— PROMPT —
The line with "into each half." marks the start; write out that line and all following lines through the end of the listing, exactly.

— EXCERPTED DATA —
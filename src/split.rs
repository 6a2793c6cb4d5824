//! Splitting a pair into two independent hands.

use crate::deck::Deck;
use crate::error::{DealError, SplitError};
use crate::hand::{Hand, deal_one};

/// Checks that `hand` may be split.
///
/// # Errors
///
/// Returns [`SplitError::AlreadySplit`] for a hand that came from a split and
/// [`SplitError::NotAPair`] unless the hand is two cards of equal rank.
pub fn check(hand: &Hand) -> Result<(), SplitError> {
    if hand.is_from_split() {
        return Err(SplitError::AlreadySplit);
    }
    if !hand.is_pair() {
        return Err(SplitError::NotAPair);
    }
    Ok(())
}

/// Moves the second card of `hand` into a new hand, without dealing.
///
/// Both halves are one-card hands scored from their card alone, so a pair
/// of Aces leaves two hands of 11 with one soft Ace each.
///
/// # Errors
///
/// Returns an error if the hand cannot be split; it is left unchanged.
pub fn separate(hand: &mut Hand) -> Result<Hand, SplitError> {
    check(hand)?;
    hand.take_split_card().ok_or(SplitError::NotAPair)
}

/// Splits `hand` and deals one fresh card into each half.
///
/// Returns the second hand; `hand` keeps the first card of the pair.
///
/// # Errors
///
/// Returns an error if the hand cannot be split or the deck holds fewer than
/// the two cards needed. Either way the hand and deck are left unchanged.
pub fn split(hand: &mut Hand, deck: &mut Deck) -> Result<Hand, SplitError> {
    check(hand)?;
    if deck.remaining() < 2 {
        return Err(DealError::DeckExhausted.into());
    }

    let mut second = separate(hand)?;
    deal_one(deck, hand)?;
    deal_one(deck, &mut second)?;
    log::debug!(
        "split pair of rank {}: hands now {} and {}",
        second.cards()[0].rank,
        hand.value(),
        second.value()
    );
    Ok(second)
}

— ANSWER BOX —
/// Splits `hand` and deals one fresh card into each half.
///
/// Returns the second hand; `hand` keeps the first card of the pair.
///
/// # Errors
///
/// Returns an error if the hand cannot be split or the deck holds fewer than
/// the two cards needed. Either way the hand and deck are left unchanged.
pub fn split(hand: &mut Hand, deck: &mut Deck) -> Result<Hand, SplitError> {
    check(hand)?;
    if deck.remaining() < 2 {
        return Err(DealError::DeckExhausted.into());
    }

    let mut second = separate(hand)?;
    deal_one(deck, hand)?;
    deal_one(deck, &mut second)?;
    log::debug!(
        "split pair of rank {}: hands now {} and {}",
        second.cards()[0].rank,
        hand.value(),
        second.value()
    );
    Ok(second)
}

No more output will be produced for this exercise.